Choose an arbitrary point on the curve $x_0,y_0$ where $F(x_0,y_0)=0$.
Compute the power series solution for the uniformising elliptic functions $f(z),\space g(z)$ with boundary condition $f(0)=x_0,\space g(0)=y_0$. This is done by repeatedly differentiating the differential equations $f' = F_y(f,g) / Q(f,g)$ and $g' = -F_x(f,g) / Q(f,g)$ derived from the holomorphic differential. The coefficients will be rational functions^† of the coefficients of $F$ and $Q$, say $a_i$, and $x_0,y_0$.
Equate $f(z)$ to an appropriate rational function of $\wp(z),\wp'(z)$ with unknown coefficients $A_i$ and rearrange it into a linear equation for the $A_i$
Substitute the power series into this equation and equate the coefficients to zero, giving a set of linear equations for the $A_i$ and a further two relations for $g_2,g_3$. Solve these equations for $A_i$ and $g_2,g_3$
This yields $f(z)$ as a rational function of the coefficients of $a_i$ and $x_0,y_0$ and $\wp(z),\wp'(z)$ and also formulae expressing $g_2,g_3$ as a rational function in the coefficients of $a_i$.

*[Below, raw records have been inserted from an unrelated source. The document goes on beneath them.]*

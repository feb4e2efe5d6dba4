use std::sync::atomic::{AtomicUsize, Ordering};

/// Process-wide allocation counters, printed by `--leak-detector`.
#[derive(Debug, Clone, Copy, PartialEq, Eq)]
pub struct LeakStats {
    pub handles_opened: usize,
    pub handles_released: usize,
    pub terms_created: usize,
    pub terms_deleted: usize,
    pub frames_pushed: usize,
}

impl LeakStats {
    pub fn open_handles(&self) -> usize {
        self.handles_opened.saturating_sub(self.handles_released)
    }

    pub fn live_terms(&self) -> usize {
        self.terms_created.saturating_sub(self.terms_deleted)
    }
}

static HANDLES_OPENED: AtomicUsize = AtomicUsize::new(0);
static HANDLES_RELEASED: AtomicUsize = AtomicUsize::new(0);
static TERMS_CREATED: AtomicUsize = AtomicUsize::new(0);
static TERMS_DELETED: AtomicUsize = AtomicUsize::new(0);
static FRAMES_PUSHED: AtomicUsize = AtomicUsize::new(0);

pub fn record_handle_open() {
    HANDLES_OPENED.fetch_add(1, Ordering::Relaxed);
}

pub fn record_handle_release() {
    HANDLES_RELEASED.fetch_add(1, Ordering::Relaxed);
}

pub fn record_term_created() {
    TERMS_CREATED.fetch_add(1, Ordering::Relaxed);
}

pub fn record_term_deleted() {
    TERMS_DELETED.fetch_add(1, Ordering::Relaxed);
}

pub fn record_frame_pushed() {
    FRAMES_PUSHED.fetch_add(1, Ordering::Relaxed);
}

pub fn snapshot() -> LeakStats {
    LeakStats {
        handles_opened: HANDLES_OPENED.load(Ordering::Relaxed),
        handles_released: HANDLES_RELEASED.load(Ordering::Relaxed),
        terms_created: TERMS_CREATED.load(Ordering::Relaxed),
        terms_deleted: TERMS_DELETED.load(Ordering::Relaxed),
        frames_pushed: FRAMES_PUSHED.load(Ordering::Relaxed),
    }
}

^† Actually there are isolated special values of $x_0,y_0$ where the coefficients of the power series are not rational functions of the $a_i$. This happens when there are multiple points on the Riemann surface of $F$ with same coordinates $x_0,y_0$. For example on curve \eqref{eq:curve} there is one such case. When $a \ne 0$ there are two points with coordinates $\infty,\infty$

Special Case 1

When $x_0 \rightarrow \infty$ we have $y_0/x_0^2 \rightarrow \sqrt{a}$, one of the poles say $z_2 \rightarrow 0$ and \eqref{eq:solution} collapses to \begin{equation} \label{eq:solution3} f(z) = \tfrac 1 2 \alpha \frac {\wp'(z) + \wp'(z_1)} {\wp(z) - \wp(z_1)} + \text{const.} = \frac {\pm 24\sqrt{a}\thinspace\wp'(z) - 12b\thinspace\wp(z) - 6ad + bc} {48a\thinspace\wp(z) + 8ac - 3b^2} \end{equation} So there are two solutions with $f(0)=\infty$ and $f'(0)=\infty$ and the solution is no longer rational.

Special Case 2

When $R(x_0)=0$ we have $y_0=0$ and \eqref{eq:solution} collapses to the Möbius transform computed in a previous section. \begin{equation} \label{eq:solutionL} f(z) = L(\wp(z)) = x_0 + \frac {B_1} {\wp(z) + B_2} \end{equation} where \begin{align*} B_1 &= \tfrac 1 {4} \Big[4 a x_0^3 + 3 b x_0^2 + 2 c x_0 + d\Big] \\ B_2 &= -\tfrac 1 {12} \Big[6 a x_0^2 + 3 b x_0 + c\Big] \\ \end{align*} The reduction is not obvious but follows from the fact that the numerator and denominator of \eqref{eq:solution} have a common factor when $R_0=0$ because \begin{equation*} \resultant(A_2 x^2 + A_3 x + A_4, x^2 + A_5 x + A_6) = \tfrac 1 {64} R_0 (R_0 R_3^2 - R_1^2 R_4) = 0 \end{equation*}

Rational Points

If $a,b,c,d,e$ are rational and $(x_0, y_0)$ is a rational point on curve \eqref{eq:curve} then \eqref{eq:solution} has rational coefficients. It puts the rational points on \eqref{eq:curve} in one to one correspondence with the rational points on the corresponding Weierstrass curve. In particular the point $(x_0, y_0)$ corresponds to the point $(\infty, \infty)$ on the Weierstrass curve.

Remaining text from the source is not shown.